Это было сущей правдой. Вашкин имел огромный вес в экспертных кругах – он мог признать обвиняемого трезвым, когда было надо. И наоборот.
– Я хотел быть адвокатом! – признался вчера эксперту председатель, когда они примирились. – Не простым адвокатом, а народным трибуном! Защитником униженных и оскорбленных! Чтобы молва обо мне разошлась по всей федерации!
– Но ты прыгнул выше! – воскликнул эксперт по алкоголизму. – Ты теперь высший судья, остальное для тебя как два пальца того… обмочить…
И теперь он сидел, судья, обиженный алкоголем. Кровь загустевает… Ткани отекают… Но это не главное… Так выглядит банальная абстиненция… Главное в том, что кошки скребут на душе и тоска жуткая. Алкоголь – зло. Люди, не пейте. Много не пейте. Впрочем, делайте что хотите…

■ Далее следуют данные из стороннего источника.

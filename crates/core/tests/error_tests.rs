// ═══════════════════════════════════════════════════════════════════
// Error Tests — CoreError variants, Display formatting, From impls
// ═══════════════════════════════════════════════════════════════════

use stockwatch_core::errors::CoreError;

// ── Display formatting ──────────────────────────────────────────────

mod display {
    use super::*;

    #[test]
    fn invalid_format() {
        let err = CoreError::InvalidFormat("bad header".into());
        assert_eq!(err.to_string(), "Invalid snapshot format: bad header");
    }

    #[test]
    fn invalid_format_empty_message() {
        let err = CoreError::InvalidFormat(String::new());
        assert_eq!(err.to_string(), "Invalid snapshot format: ");
    }

    #[test]
    fn unsupported_version() {
        let err = CoreError::UnsupportedVersion(99);
        assert_eq!(err.to_string(), "Unsupported snapshot version: 99");
    }

    #[test]
    fn unsupported_version_max() {
        let err = CoreError::UnsupportedVersion(u16::MAX);
        assert_eq!(
            err.to_string(),
            format!("Unsupported snapshot version: {}", u16::MAX)
        );
    }

    #[test]
    fn serialization() {
        let err = CoreError::Serialization("buffer overflow".into());
        assert_eq!(err.to_string(), "Serialization error: buffer overflow");
    }

    #[test]
    fn deserialization() {
        let err = CoreError::Deserialization("unexpected EOF".into());
        assert_eq!(err.to_string(), "Deserialization error: unexpected EOF");
    }

    #[test]
    fn storage() {
        let err = CoreError::Storage("permission denied".into());
        assert_eq!(err.to_string(), "Storage error: permission denied");
    }

    #[test]
    fn feed() {
        let err = CoreError::Feed("connection reset".into());
        assert_eq!(err.to_string(), "Tick feed error: connection reset");
    }

    #[test]
    fn validation_error() {
        let err = CoreError::ValidationError("threshold must be finite".into());
        assert_eq!(
            err.to_string(),
            "Validation failed: threshold must be finite"
        );
    }
}

// ── Debug trait ─────────────────────────────────────────────────────

mod debug_trait {
    use super::*;

    #[test]
    fn all_variants_are_debug() {
        let variants: Vec<CoreError> = vec![
            CoreError::InvalidFormat("test".into()),
            CoreError::UnsupportedVersion(1),
            CoreError::Serialization("test".into()),
            CoreError::Deserialization("test".into()),
            CoreError::Storage("test".into()),
            CoreError::Feed("test".into()),
            CoreError::ValidationError("test".into()),
        ];

        for variant in &variants {
            let debug = format!("{:?}", variant);
            assert!(!debug.is_empty());
        }
    }
}

// ── From impls ──────────────────────────────────────────────────────

mod from_impls {
    use super::*;

    #[test]
    fn from_io_error() {
        let io_err = std::io::Error::new(std::io::ErrorKind::PermissionDenied, "access denied");
        let core_err: CoreError = io_err.into();
        match &core_err {
            CoreError::Storage(msg) => assert!(msg.contains("access denied")),
            other => panic!("Expected Storage, got {other:?}"),
        }
    }

    #[test]
    fn from_bincode_error() {
        let bincode_err = bincode::deserialize::<String>(&[0xFF; 2]).unwrap_err();
        let core_err: CoreError = bincode_err.into();
        assert!(matches!(core_err, CoreError::Serialization(_)));
    }

    #[test]
    fn from_serde_json_error() {
        let json_err = serde_json::from_str::<serde_json::Value>("{ not json").unwrap_err();
        let core_err: CoreError = json_err.into();
        assert!(matches!(core_err, CoreError::Deserialization(_)));
    }
}

// ── Trait object safety ─────────────────────────────────────────────

mod error_trait {
    use super::*;

    #[test]
    fn usable_as_boxed_error() {
        fn fails() -> Result<(), Box<dyn std::error::Error>> {
            Err(Box::new(CoreError::Feed("boom".into())))
        }

        let err = fails().unwrap_err();
        assert_eq!(err.to_string(), "Tick feed error: boom");
    }
}
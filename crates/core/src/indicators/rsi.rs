/// Relative strength index with Wilder smoothing.
///
/// Seed averages come from the first `period` deltas, so the first
/// defined value sits at index `period + 1`; everything before is
/// `None`. When the average loss reaches zero the RSI saturates at 100.
/// Series shorter than `period + 1` closes yield all `None`.
pub fn rsi(closes: &[f64], period: usize) -> Vec<Option<f64>> {
    let mut out = vec![None; closes.len()];
    if period == 0 || closes.len() < period + 1 {
        return out;
    }

    let mut avg_gain = 0.0;
    let mut avg_loss = 0.0;
    for i in 1..=period {
        let delta = closes[i] - closes[i - 1];
        if delta > 0.0 {
            avg_gain += delta;
        } else {
            avg_loss -= delta;
        }
    }
    avg_gain /= period as f64;
    avg_loss /= period as f64;

    for i in (period + 1)..closes.len() {
        let delta = closes[i] - closes[i - 1];
        let (gain, loss) = if delta > 0.0 { (delta, 0.0) } else { (0.0, -delta) };
        avg_gain = (avg_gain * (period as f64 - 1.0) + gain) / period as f64;
        avg_loss = (avg_loss * (period as f64 - 1.0) + loss) / period as f64;

        out[i] = Some(if avg_loss == 0.0 {
            100.0
        } else {
            100.0 - 100.0 / (1.0 + avg_gain / avg_loss)
        });
    }

    out
}
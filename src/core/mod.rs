//! Core engine - jobs, renderer processes, scheduling

pub mod command;
pub mod events;
pub mod job;
pub mod retry;
pub mod scheduler;
pub mod skip;
pub mod supervisor;
pub mod tracker;

pub use command::RenderCommand;
pub use events::{
    spawn_subscriber, BatchOutcome, BatchSummary, EngineEvent, EventHub, JobCounts,
    ProgressEvent, ProgressKind, Subscriber,
};
pub use job::{Batch, Frame, FrameRange, FrameStatus, Job, JobStatus};
pub use retry::{deadline_after, Backoff, RetryPolicy};
pub use scheduler::{BatchControl, BatchHandle, ConcurrencyPolicy, Scheduler, SchedulerConfig};
pub use skip::OutputTemplate;
pub use supervisor::{
    ExitInfo, LaunchSpec, Launcher, OutputLine, ProcessControl, ProcessEvent, ProcessHandle,
    ProcessLauncher, Stream,
};
pub use tracker::{format_duration, Aggregates};
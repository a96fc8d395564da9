//! Byte stream to text lines

/// Splits a byte stream into lines
///
/// Bytes are buffered until `\n`. A trailing `\r` is dropped and invalid
/// UTF-8 is replaced, so a renderer printing odd bytes never stalls the
/// reader.
#[derive(Debug, Default)]
pub struct LineAssembler {
    buf: Vec<u8>,
}

impl LineAssembler {
    pub fn new() -> Self {
        Self::default()
    }

    /// Feed a chunk, returning every line it completes
    pub fn push(&mut self, chunk: &[u8]) -> Vec<String> {
        let mut lines = Vec::new();
        let mut rest = chunk;
        while let Some(pos) = rest.iter().position(|&b| b == b'\n') {
            self.buf.extend_from_slice(&rest[..pos]);
            lines.push(self.take());
            rest = &rest[pos + 1..];
        }
        self.buf.extend_from_slice(rest);
        lines
    }

    /// Flush the partial line left at EOF
    pub fn finish(&mut self) -> Option<String> {
        if self.buf.is_empty() {
            None
        } else {
            Some(self.take())
        }
    }

    fn take(&mut self) -> String {
        if self.buf.last() == Some(&b'\r') {
            self.buf.pop();
        }
        let line = String::from_utf8_lossy(&self.buf).into_owned();
        self.buf.clear();
        line
    }
}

Шприц давно руководил судом, однако, несмотря на обязанности руководителя, ему надлежало рассматривать дела в качестве обычного судьи – такова была практика, берущая начало с древних времен, и никто ее даже не думал отменять.

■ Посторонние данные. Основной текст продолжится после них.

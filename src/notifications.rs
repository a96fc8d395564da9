//! Push Notifications - render progress on your phone
//!
//! Sends notifications when:
//! - a batch starts
//! - every Nth frame finishes
//! - a batch completes, fails or is interrupted
//!
//! Messages go through a [`NotificationTransport`]; Pushover is the real one.
//! Delivery failures are retried, then dropped with a warning. They never
//! touch render state.

use crate::core::{
    format_duration, Backoff, BatchOutcome, BatchSummary, EngineEvent, ProgressKind, RetryPolicy,
    Subscriber,
};
use crate::error::NotificationDeliveryError;
use async_trait::async_trait;
use serde::{Deserialize, Serialize};
use std::time::Duration;

const PUSHOVER_API_URL: &str = "https://api.pushover.net/1/messages.json";

const REQUEST_TIMEOUT: Duration = Duration::from_secs(10);

const TITLE: &str = "Hardeen Render Manager";

/// Pushover credentials and delivery options
#[derive(Debug, Clone, Default, PartialEq, Eq, Serialize, Deserialize)]
#[serde(default)]
pub struct PushoverConfig {
    pub api_token: String,
    pub user_key: String,
    pub device: Option<String>,
    /// -2 (silent) to 2 (emergency)
    pub priority: i8,
    pub sound: Option<String>,
}

impl PushoverConfig {
    pub fn is_configured(&self) -> bool {
        !self.api_token.is_empty() && !self.user_key.is_empty()
    }
}

/// Notification configuration
#[derive(Debug, Clone, PartialEq, Eq, Serialize, Deserialize)]
#[serde(default)]
pub struct NotificationConfig {
    pub enabled: bool,
    /// Notify on every Nth finished frame
    pub interval: u32,
    pub on_start: bool,
    pub on_frames: bool,
    pub on_complete: bool,
    pub on_failure: bool,
    pub on_cancel: bool,
    /// Attempts after the first failed one
    pub max_retries: u32,
    pub pushover: PushoverConfig,
}

impl Default for NotificationConfig {
    fn default() -> Self {
        Self {
            enabled: false,
            interval: 10,
            on_start: true,
            on_frames: true,
            on_complete: true,
            on_failure: true,
            on_cancel: true,
            max_retries: 3,
            pushover: PushoverConfig::default(),
        }
    }
}

/// Somewhere to send a message
#[async_trait]
pub trait NotificationTransport: Send + Sync {
    async fn send(&self, message: &str) -> Result<(), NotificationDeliveryError>;
}

/// Pushover messages API
pub struct PushoverTransport {
    client: reqwest::Client,
    config: PushoverConfig,
    url: String,
}

impl PushoverTransport {
    pub fn new(config: PushoverConfig) -> Self {
        let client = reqwest::Client::builder()
            .timeout(REQUEST_TIMEOUT)
            .build()
            .unwrap_or_default();
        Self {
            client,
            config,
            url: PUSHOVER_API_URL.to_string(),
        }
    }

    /// Post to another endpoint
    pub fn with_url(mut self, url: impl Into<String>) -> Self {
        self.url = url.into();
        self
    }

    fn form(&self, message: &str) -> Vec<(&'static str, String)> {
        let mut form = vec![
            ("token", self.config.api_token.clone()),
            ("user", self.config.user_key.clone()),
            ("title", TITLE.to_string()),
            ("message", message.to_string()),
            ("priority", self.config.priority.to_string()),
        ];
        if let Some(device) = &self.config.device {
            form.push(("device", device.clone()));
        }
        if let Some(sound) = &self.config.sound {
            form.push(("sound", sound.clone()));
        }
        // Emergency priority is rejected without retry/expire
        if self.config.priority == 2 {
            form.push(("retry", "60".to_string()));
            form.push(("expire", "3600".to_string()));
        }
        form
    }
}

#[derive(Deserialize)]
struct PushoverResponse {
    status: i64,
    #[serde(default)]
    errors: Vec<String>,
}

#[async_trait]
impl NotificationTransport for PushoverTransport {
    async fn send(&self, message: &str) -> Result<(), NotificationDeliveryError> {
        if !self.config.is_configured() {
            return Err(NotificationDeliveryError::NotConfigured(
                "missing Pushover API token or user key",
            ));
        }

        let response = self.client.post(&self.url).form(&self.form(message)).send().await?;
        let status = response.status();
        if !status.is_success() {
            return Err(NotificationDeliveryError::Status(status.as_u16()));
        }
        let body: PushoverResponse = response.json().await?;
        if body.status != 1 {
            return Err(NotificationDeliveryError::Rejected(body.errors.join(", ")));
        }
        Ok(())
    }
}

/// Writes messages to the log instead of sending them
#[derive(Debug, Default, Clone)]
pub struct LogTransport;

#[async_trait]
impl NotificationTransport for LogTransport {
    async fn send(&self, message: &str) -> Result<(), NotificationDeliveryError> {
        log::info!("Notification: {}", message.replace('\n', " | "));
        Ok(())
    }
}

/// Send with bounded retries; failure is logged and dropped
pub async fn deliver(transport: &dyn NotificationTransport, message: &str, retry: &RetryPolicy) -> bool {
    let mut attempt = 0;
    loop {
        match transport.send(message).await {
            Ok(()) => return true,
            Err(NotificationDeliveryError::NotConfigured(reason)) => {
                log::warn!("Notification dropped: {}", reason);
                return false;
            }
            Err(e) => {
                attempt += 1;
                match retry.next_delay(attempt) {
                    Some(delay) => {
                        log::warn!("Notification attempt {} failed: {}, retrying", attempt, e);
                        tokio::time::sleep(delay).await;
                    }
                    None => {
                        log::warn!("Notification dropped after {} attempt(s): {}", attempt, e);
                        return false;
                    }
                }
            }
        }
    }
}

/// Turns engine events into notifications
pub struct NotificationTrigger {
    config: NotificationConfig,
    transport: Box<dyn NotificationTransport>,
    retry: RetryPolicy,
    /// Shown in every message, usually the scene name
    name: String,
    total_frames: usize,
    frames_done: usize,
    sent: usize,
}

impl NotificationTrigger {
    pub fn new(
        config: NotificationConfig,
        transport: Box<dyn NotificationTransport>,
        name: impl Into<String>,
    ) -> Self {
        let retry = RetryPolicy::new(config.max_retries, Backoff::default());
        Self {
            config,
            transport,
            retry,
            name: name.into(),
            total_frames: 0,
            frames_done: 0,
            sent: 0,
        }
    }

    pub fn with_retry(mut self, retry: RetryPolicy) -> Self {
        self.retry = retry;
        self
    }

    /// Messages delivered so far
    pub fn sent(&self) -> usize {
        self.sent
    }

    /// The message for an event, if it warrants one
    pub fn message_for(&mut self, event: &EngineEvent) -> Option<String> {
        if !self.config.enabled {
            return None;
        }
        match event {
            EngineEvent::BatchStarted { jobs, frames, .. } => {
                self.total_frames = *frames;
                self.frames_done = 0;
                self.config.on_start.then(|| {
                    format!(
                        "🚀 Render Started: {}\nNodes: {}\nTotal frames: {}",
                        self.name,
                        jobs.join(", "),
                        frames
                    )
                })
            }
            EngineEvent::Job(progress) => match &progress.kind {
                ProgressKind::FrameDone { frame, render_time } => {
                    self.frames_done += 1;
                    let interval = self.config.interval.max(1) as usize;
                    (self.config.on_frames && self.frames_done % interval == 0).then(|| {
                        format!(
                            "🎬 Frame {}/{} completed\nRender time: {}\nJob: {} (frame {})",
                            self.frames_done,
                            self.total_frames,
                            format_duration(*render_time),
                            progress.job_id,
                            frame
                        )
                    })
                }
                _ => None,
            },
            EngineEvent::BatchFinished(summary) => self.summary_message(summary),
        }
    }

    fn summary_message(&self, summary: &BatchSummary) -> Option<String> {
        let elapsed = format_duration(summary.elapsed);
        match summary.outcome {
            BatchOutcome::Completed if self.config.on_complete => Some(format!(
                "✅ Render Complete: {}\nTotal frames: {}\nTotal time: {}",
                self.name, summary.frames_total, elapsed
            )),
            BatchOutcome::Failed if self.config.on_failure => Some(format!(
                "❌ Render Failed: {}\nFrames done: {}/{} ({} failed)\nTotal time: {}",
                self.name, summary.frames_done, summary.frames_total, summary.frames_failed, elapsed
            )),
            BatchOutcome::Cancelled if self.config.on_cancel => Some(format!(
                "⚠️ Render Interrupted: {}\nStopped after frame: {}/{}\nTotal time: {}",
                self.name, summary.frames_done, summary.frames_total, elapsed
            )),
            _ => None,
        }
    }
}

#[async_trait]
impl Subscriber for NotificationTrigger {
    async fn on_event(&mut self, event: &EngineEvent) {
        let Some(message) = self.message_for(event) else {
            return;
        };
        if deliver(self.transport.as_ref(), &message, &self.retry).await {
            self.sent += 1;
        }
    }
}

В кабинет вошла секретарь судебного заседания и напомнила о предстоящем разбирательстве.
– Подсудимый? – спросил судья.
– Доставлен конвоем, – ответила секретарь и удалилась к себе в приемную.
Судья вздохнул, сгреб со стола уголовное дело и, шурша мантией, отправился в зал судебных заседаний.

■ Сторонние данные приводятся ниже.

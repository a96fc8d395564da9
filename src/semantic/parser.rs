//! Render output parser - wrapper markers, Houdini/Redshift and generic text
//!
//! `classify` looks at a single line and never carries state between calls.
//! Anything it does not recognize comes back as `None`; the caller still
//! keeps the raw line.

use regex::Regex;
use serde::{Deserialize, Serialize};
use std::path::PathBuf;
use std::sync::OnceLock;
use std::time::Duration;

/// Structured meaning of one output line
#[derive(Debug, Clone, PartialEq, Serialize, Deserialize)]
#[serde(tag = "type", rename_all = "snake_case")]
pub enum OutputEvent {
    FrameStarted {
        frame: i64,
    },
    /// `frame` is `None` when the line closes whatever frame is rendering
    FrameDone {
        frame: Option<i64>,
        render_time: Option<Duration>,
    },
    FrameFailed {
        frame: Option<i64>,
        message: String,
    },
    /// Progress inside the current frame, 0-100
    FrameProgress {
        percent: u8,
    },
    OutputWritten {
        path: PathBuf,
    },
    Note {
        message: String,
    },
}

/// Line classifier for renderer output
pub struct OutputParser {
    // Markers printed by the bundled wrapper script
    marker_start_re: Regex,
    marker_done_re: Regex,
    marker_failed_re: Regex,
    marker_output_re: Regex,
    marker_note_re: Regex,
    // Houdini / Redshift
    rop_frame_re: Regex,
    total_time_re: Regex,
    block_re: Regex,
    saved_file_re: Regex,
    // Generic renderers
    rendering_frame_re: Regex,
    frame_done_re: Regex,
    frame_failed_re: Regex,
    error_frame_re: Regex,
}

const REDSHIFT_PREFIX: &str = "[Redshift]";

const SKIP_MESSAGES: [&str; 2] = [
    "Skip rendering enabled. File already rendered",
    "Skipped - File already exists",
];

impl OutputParser {
    pub fn new() -> Self {
        Self {
            marker_start_re: Regex::new(r"^hardeen_frame_start:\s*(-?\d+)").unwrap(),
            marker_done_re: Regex::new(
                r"^hardeen_frame_done:\s*(-?\d+)(?:\s+time=(\d+(?:\.\d+)?))?",
            )
            .unwrap(),
            marker_failed_re: Regex::new(r"^hardeen_frame_failed:\s*(-?\d+)\s*(.*)$").unwrap(),
            marker_output_re: Regex::new(r"^hardeen_outputfile:\s*(.+?)\s*$").unwrap(),
            marker_note_re: Regex::new(r"^hardeen_note:\s*(.*)$").unwrap(),
            rop_frame_re: Regex::new(r"'([^']+)' rendering frame (-?\d+)").unwrap(),
            total_time_re: Regex::new(r"total time (\d+(?:\.\d+)?) sec").unwrap(),
            block_re: Regex::new(r"Block (\d+)/(\d+)").unwrap(),
            saved_file_re: Regex::new(r#"Saved file ['"]([^'"]+)['"]"#).unwrap(),
            rendering_frame_re: Regex::new(r"(?i)^\s*rendering frame (-?\d+)").unwrap(),
            frame_done_re: Regex::new(
                r"(?i)\bframe (-?\d+) (?:done|finished|complete[d]?)(?: in (\d+(?:\.\d+)?)\s*s)?",
            )
            .unwrap(),
            frame_failed_re: Regex::new(r"(?i)\bframe (-?\d+) failed\b:?\s*(.*)$").unwrap(),
            error_frame_re: Regex::new(r"(?i)\berror\b.*\bframe (-?\d+)").unwrap(),
        }
    }

    /// Classify one line of renderer output
    pub fn classify(&self, line: &str) -> Option<OutputEvent> {
        let line = strip_prefix(line);
        if line.is_empty() {
            return None;
        }

        self.classify_marker(line)
            .or_else(|| self.classify_houdini(line))
            .or_else(|| self.classify_generic(line))
    }

    fn classify_marker(&self, line: &str) -> Option<OutputEvent> {
        if !line.starts_with("hardeen_") {
            return None;
        }
        if let Some(caps) = self.marker_start_re.captures(line) {
            return Some(OutputEvent::FrameStarted {
                frame: parse_frame(&caps[1])?,
            });
        }
        if let Some(caps) = self.marker_done_re.captures(line) {
            return Some(OutputEvent::FrameDone {
                frame: Some(parse_frame(&caps[1])?),
                render_time: caps.get(2).and_then(|m| parse_secs(m.as_str())),
            });
        }
        if let Some(caps) = self.marker_failed_re.captures(line) {
            return Some(OutputEvent::FrameFailed {
                frame: Some(parse_frame(&caps[1])?),
                message: caps[2].to_string(),
            });
        }
        if let Some(caps) = self.marker_output_re.captures(line) {
            return Some(OutputEvent::OutputWritten {
                path: PathBuf::from(&caps[1]),
            });
        }
        if let Some(caps) = self.marker_note_re.captures(line) {
            return Some(OutputEvent::Note {
                message: caps[1].to_string(),
            });
        }
        None
    }

    fn classify_houdini(&self, line: &str) -> Option<OutputEvent> {
        if let Some(caps) = self.rop_frame_re.captures(line) {
            return Some(OutputEvent::FrameStarted {
                frame: parse_frame(&caps[2])?,
            });
        }
        if line.contains("scene extraction time") {
            if let Some(caps) = self.total_time_re.captures(line) {
                return Some(OutputEvent::FrameDone {
                    frame: None,
                    render_time: parse_secs(&caps[1]),
                });
            }
        }
        if let Some(caps) = self.block_re.captures(line) {
            let block: u64 = caps[1].parse().ok()?;
            let total: u64 = caps[2].parse().ok()?;
            if total == 0 {
                return None;
            }
            let percent = (u128::from(block.min(total)) * 100 / u128::from(total)) as u8;
            return Some(OutputEvent::FrameProgress { percent });
        }
        if let Some(caps) = self.saved_file_re.captures(line) {
            return Some(OutputEvent::OutputWritten {
                path: PathBuf::from(&caps[1]),
            });
        }
        // The renderer's own skip is informational; skipping is decided
        // before launch
        if SKIP_MESSAGES.iter().any(|m| line.contains(m)) {
            return Some(OutputEvent::Note {
                message: line.to_string(),
            });
        }
        None
    }

    fn classify_generic(&self, line: &str) -> Option<OutputEvent> {
        if let Some(caps) = self.rendering_frame_re.captures(line) {
            return Some(OutputEvent::FrameStarted {
                frame: parse_frame(&caps[1])?,
            });
        }
        if let Some(caps) = self.frame_failed_re.captures(line) {
            return Some(OutputEvent::FrameFailed {
                frame: Some(parse_frame(&caps[1])?),
                message: non_empty_or(&caps[2], line),
            });
        }
        if let Some(caps) = self.frame_done_re.captures(line) {
            return Some(OutputEvent::FrameDone {
                frame: Some(parse_frame(&caps[1])?),
                render_time: caps.get(2).and_then(|m| parse_secs(m.as_str())),
            });
        }
        if let Some(caps) = self.error_frame_re.captures(line) {
            return Some(OutputEvent::FrameFailed {
                frame: Some(parse_frame(&caps[1])?),
                message: line.to_string(),
            });
        }
        None
    }
}

impl Default for OutputParser {
    fn default() -> Self {
        Self::new()
    }
}

fn strip_prefix(line: &str) -> &str {
    let line = line.trim();
    match line.strip_prefix(REDSHIFT_PREFIX) {
        Some(rest) => rest.trim_start(),
        None => line,
    }
}

fn parse_frame(s: &str) -> Option<i64> {
    s.parse().ok()
}

fn parse_secs(s: &str) -> Option<Duration> {
    s.parse::<f64>()
        .ok()
        .and_then(|secs| Duration::try_from_secs_f64(secs).ok())
}

fn non_empty_or(s: &str, fallback: &str) -> String {
    if s.trim().is_empty() {
        fallback.to_string()
    } else {
        s.trim().to_string()
    }
}

/// Classify with a shared parser
pub fn classify(line: &str) -> Option<OutputEvent> {
    static PARSER: OnceLock<OutputParser> = OnceLock::new();
    PARSER.get_or_init(OutputParser::new).classify(line)
}

#[cfg(test)]
mod tests {
    use super::*;

    #[test]
    fn test_wrapper_markers() {
        assert_eq!(
            classify("hardeen_frame_start: 12"),
            Some(OutputEvent::FrameStarted { frame: 12 })
        );
        assert_eq!(
            classify("hardeen_frame_done: 12 time=3.5"),
            Some(OutputEvent::FrameDone {
                frame: Some(12),
                render_time: Some(Duration::from_secs_f64(3.5)),
            })
        );
        assert_eq!(
            classify("hardeen_frame_failed: 13 hou.OperationFailed"),
            Some(OutputEvent::FrameFailed {
                frame: Some(13),
                message: "hou.OperationFailed".to_string(),
            })
        );
        assert_eq!(
            classify("hardeen_outputfile: /render/beauty.0012.exr"),
            Some(OutputEvent::OutputWritten {
                path: PathBuf::from("/render/beauty.0012.exr")
            })
        );
        assert!(matches!(classify("hardeen_note: merge node"), Some(OutputEvent::Note { .. })));
    }

    #[test]
    fn test_redshift_lines() {
        assert_eq!(
            classify("[Redshift] '/out/Redshift_ROP1' rendering frame 1001"),
            Some(OutputEvent::FrameStarted { frame: 1001 })
        );
        assert_eq!(
            classify("[Redshift] Rendering done, scene extraction time 1.20 sec, total time 42.75 sec"),
            Some(OutputEvent::FrameDone {
                frame: None,
                render_time: Some(Duration::from_secs_f64(42.75)),
            })
        );
        assert_eq!(
            classify("[Redshift]    Block 8/32 (3,1) rendered by GPU 0 in 12ms"),
            Some(OutputEvent::FrameProgress { percent: 25 })
        );
        assert_eq!(
            classify("[Redshift] Saved file '/render/beauty.1001.exr' in 35ms"),
            Some(OutputEvent::OutputWritten {
                path: PathBuf::from("/render/beauty.1001.exr")
            })
        );
        assert!(matches!(
            classify("[Redshift] Skip rendering enabled. File already rendered"),
            Some(OutputEvent::Note { .. })
        ));
    }

    #[test]
    fn test_generic_lines() {
        assert_eq!(
            classify("rendering frame 3"),
            Some(OutputEvent::FrameStarted { frame: 3 })
        );
        assert_eq!(
            classify("frame 1 done"),
            Some(OutputEvent::FrameDone {
                frame: Some(1),
                render_time: None
            })
        );
        assert_eq!(
            classify("Frame 2 done in 4.5s"),
            Some(OutputEvent::FrameDone {
                frame: Some(2),
                render_time: Some(Duration::from_secs_f64(4.5)),
            })
        );
        assert_eq!(
            classify("frame 7 failed: out of VRAM"),
            Some(OutputEvent::FrameFailed {
                frame: Some(7),
                message: "out of VRAM".to_string(),
            })
        );
        assert!(matches!(
            classify("ERROR: texture missing on frame 9"),
            Some(OutputEvent::FrameFailed { frame: Some(9), .. })
        ));
    }

    #[test]
    fn test_unrecognized_lines() {
        for line in [
            "",
            "   ",
            "Loading RS rendering options",
            "ERROR: license server unreachable",
            "Block 3/0",
            "frame abc done",
            "rendering frame 99999999999999999999999",
        ] {
            assert_eq!(classify(line), None, "line: {:?}", line);
        }
    }

    #[test]
    fn test_block_progress_with_huge_counts() {
        assert_eq!(
            classify("[Redshift] Block 999999999999999999/999999999999999999"),
            Some(OutputEvent::FrameProgress { percent: 100 })
        );
        assert_eq!(
            classify("Block 18446744073709551615/18446744073709551615"),
            Some(OutputEvent::FrameProgress { percent: 100 })
        );
    }

    #[test]
    fn test_classify_is_idempotent() {
        let line = "[Redshift] '/out/rs' rendering frame 4";
        assert_eq!(classify(line), classify(line));
    }

    #[test]
    fn test_classify_never_panics() {
        let junk = [
            "\u{0}\u{1}\u{2}",
            "frame -0 done in 1e400s",
            "total time 1e309 sec scene extraction time",
            "hardeen_frame_done: 1 time=99999999999999999999999999999.0",
            "Block 999999999999999999999/1",
            "Block 999999999999999999/999999999999999999",
            "🎬 frame 🎬 done",
            "'' rendering frame -",
        ];
        for line in junk {
            let _ = classify(line);
        }
        for byte in 0u8..=255 {
            let line = String::from_utf8_lossy(&[b'f', byte, b'\n']).into_owned();
            let _ = classify(&line);
        }
    }
}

– Прошу встать! – прозвучало в зале.
– Прошу садиться… – велел судья, поднявшись на возвышение. Сел сам, раскрыл дело, посмотрел в сторону подсудимого в железной клетке и продолжил: – Слушается уголовное дело по обвинению уважаемого Сивоплясова Ивана Петровича, 2070 года рождения, уроженца села Поникий Ключ Симбирской губернии, в покушении на преступление, предусмотренное частью первой статьи десятой закона «О защите прав искусственного интеллекта».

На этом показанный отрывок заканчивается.